• **Records for processing**

+ + + + + + +

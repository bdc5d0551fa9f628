//! Error types for the flight tracking engine

use thiserror::Error;

/// Core error type for the flight tracking engine
#[derive(Error, Debug)]
pub enum CoreError {
    #[error("Flight session not found: {0}")]
    SessionNotFound(String),

    #[error("Danger zone not found: {0}")]
    ZoneNotFound(String),

    #[error("Invalid position: latitude={lat}, longitude={lng}")]
    InvalidPosition { lat: f64, lng: f64 },

    #[error("Invalid telemetry data: {0}")]
    InvalidTelemetry(String),

    #[error("Invalid danger zone: {0}")]
    InvalidZone(String),

    #[error("Flight session {id} is already {status}")]
    AlreadyTerminal { id: String, status: String },

    #[error("Flight session {0} has no recorded home position")]
    NoHomePosition(String),

    #[error("Serialization error: {0}")]
    Serialization(#[from] serde_json::Error),

    #[error("Invalid state transition from {from} to {to}")]
    InvalidStateTransition { from: String, to: String },

    #[error("Configuration error: {0}")]
    Configuration(String),

    #[error("Internal error: {0}")]
    Internal(String),
}

impl CoreError {
    pub fn session_not_found(id: impl ToString) -> Self {
        Self::SessionNotFound(id.to_string())
    }

    pub fn zone_not_found(id: impl ToString) -> Self {
        Self::ZoneNotFound(id.to_string())
    }

    pub fn invalid_position(lat: f64, lng: f64) -> Self {
        Self::InvalidPosition { lat, lng }
    }

    pub fn invalid_telemetry(msg: impl Into<String>) -> Self {
        Self::InvalidTelemetry(msg.into())
    }

    pub fn invalid_zone(msg: impl Into<String>) -> Self {
        Self::InvalidZone(msg.into())
    }

    pub fn already_terminal(id: impl ToString, status: impl ToString) -> Self {
        Self::AlreadyTerminal {
            id: id.to_string(),
            status: status.to_string(),
        }
    }

    pub fn internal(msg: impl Into<String>) -> Self {
        Self::Internal(msg.into())
    }

    /// Whether the error was caused by caller input rather than system state
    pub fn is_validation(&self) -> bool {
        matches!(
            self,
            Self::InvalidPosition { .. } | Self::InvalidTelemetry(_) | Self::InvalidZone(_)
        )
    }
}

pub type CoreResult<T> = Result<T, CoreError>;
//! # Flight Core
//!
//! Core domain models and types for the real-time flight tracking engine.
//! This crate provides the types shared by storage, tracking, broadcast and
//! the HTTP API: flight sessions, telemetry points, danger zones, violations,
//! risk events, geometry and the observer wire protocol.

use chrono::{DateTime, Duration, Utc};
use serde::{Deserialize, Serialize};
use std::fmt;
use std::str::FromStr;
use uuid::Uuid;

pub mod error;
pub mod events;
pub mod geo;
pub mod zone;

pub use error::{CoreError, CoreResult};
pub use events::*;
pub use geo::*;
pub use zone::*;

// ============================================================================
// IDENTIFIERS
// ============================================================================

/// Unique identifier for a flight session
#[derive(Debug, Clone, Copy, PartialEq, Eq, Hash, Serialize, Deserialize)]
pub struct SessionId(pub Uuid);

impl SessionId {
    pub fn new() -> Self {
        Self(Uuid::new_v4())
    }
}

impl Default for SessionId {
    fn default() -> Self {
        Self::new()
    }
}

impl fmt::Display for SessionId {
    fn fmt(&self, f: &mut fmt::Formatter<'_>) -> fmt::Result {
        write!(f, "{}", self.0)
    }
}

impl FromStr for SessionId {
    type Err = uuid::Error;

    fn from_str(s: &str) -> Result<Self, Self::Err> {
        Uuid::parse_str(s).map(Self)
    }
}

/// Unique identifier for a drone
#[derive(Debug, Clone, PartialEq, Eq, Hash, Serialize, Deserialize)]
pub struct DroneId(pub String);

+ + + + + + +

• **To do**
Please repeat the material exactly as it appears above.

• **Answer box**
repository bdc5d0551fa9f628
//! Error types for the flight tracking engine

use thiserror::Error;

/// Core error type for the flight tracking engine
#[derive(Error, Debug)]
pub enum CoreError {
    #[error("Flight session not found: {0}")]
    SessionNotFound(String),

    #[error("Danger zone not found: {0}")]
    ZoneNotFound(String),

    #[error("Invalid position: latitude={lat}, longitude={lng}")]
    InvalidPosition { lat: f64, lng: f64 },

    #[error("Invalid telemetry data: {0}")]
    InvalidTelemetry(String),

    #[error("Invalid danger zone: {0}")]
    InvalidZone(String),

    #[error("Flight session {id} is already {status}")]
    AlreadyTerminal { id: String, status: String },

    #[error("Flight session {0} has no recorded home position")]
    NoHomePosition(String),

    #[error("Serialization error: {0}")]
    Serialization(#[from] serde_json::Error),

    #[error("Invalid state transition from {from} to {to}")]
    InvalidStateTransition { from: String, to: String },

    #[error("Configuration error: {0}")]
    Configuration(String),

    #[error("Internal error: {0}")]
    Internal(String),
}

impl CoreError {
    pub fn session_not_found(id: impl ToString) -> Self {
        Self::SessionNotFound(id.to_string())
    }

    pub fn zone_not_found(id: impl ToString) -> Self {
        Self::ZoneNotFound(id.to_string())
    }

    pub fn invalid_position(lat: f64, lng: f64) -> Self {
        Self::InvalidPosition { lat, lng }
    }

    pub fn invalid_telemetry(msg: impl Into<String>) -> Self {
        Self::InvalidTelemetry(msg.into())
    }

    pub fn invalid_zone(msg: impl Into<String>) -> Self {
        Self::InvalidZone(msg.into())
    }

    pub fn already_terminal(id: impl ToString, status: impl ToString) -> Self {
        Self::AlreadyTerminal {
            id: id.to_string(),
            status: status.to_string(),
        }
    }

    pub fn internal(msg: impl Into<String>) -> Self {
        Self::Internal(msg.into())
    }

    /// Whether the error was caused by caller input rather than system state
    pub fn is_validation(&self) -> bool {
        matches!(
            self,
            Self::InvalidPosition { .. } | Self::InvalidTelemetry(_) | Self::InvalidZone(_)
        )
    }
}

pub type CoreResult<T> = Result<T, CoreError>;
//! # Flight Core
//!
//! Core domain models and types for the real-time flight tracking engine.
//! This crate provides the types shared by storage, tracking, broadcast and
//! the HTTP API: flight sessions, telemetry points, danger zones, violations,
//! risk events, geometry and the observer wire protocol.

use chrono::{DateTime, Duration, Utc};
use serde::{Deserialize, Serialize};
use std::fmt;
use std::str::FromStr;
use uuid::Uuid;

pub mod error;
pub mod events;
pub mod geo;
pub mod zone;

pub use error::{CoreError, CoreResult};
pub use events::*;
pub use geo::*;
pub use zone::*;

// ============================================================================
// IDENTIFIERS
// ============================================================================

/// Unique identifier for a flight session
#[derive(Debug, Clone, Copy, PartialEq, Eq, Hash, Serialize, Deserialize)]
pub struct SessionId(pub Uuid);

impl SessionId {
    pub fn new() -> Self {
        Self(Uuid::new_v4())
    }
}

impl Default for SessionId {
    fn default() -> Self {
        Self::new()
    }
}

impl fmt::Display for SessionId {
    fn fmt(&self, f: &mut fmt::Formatter<'_>) -> fmt::Result {
        write!(f, "{}", self.0)
    }
}

impl FromStr for SessionId {
    type Err = uuid::Error;

    fn from_str(s: &str) -> Result<Self, Self::Err> {
        Uuid::parse_str(s).map(Self)
    }
}

/// Unique identifier for a drone
#[derive(Debug, Clone, PartialEq, Eq, Hash, Serialize, Deserialize)]
pub struct DroneId(pub String);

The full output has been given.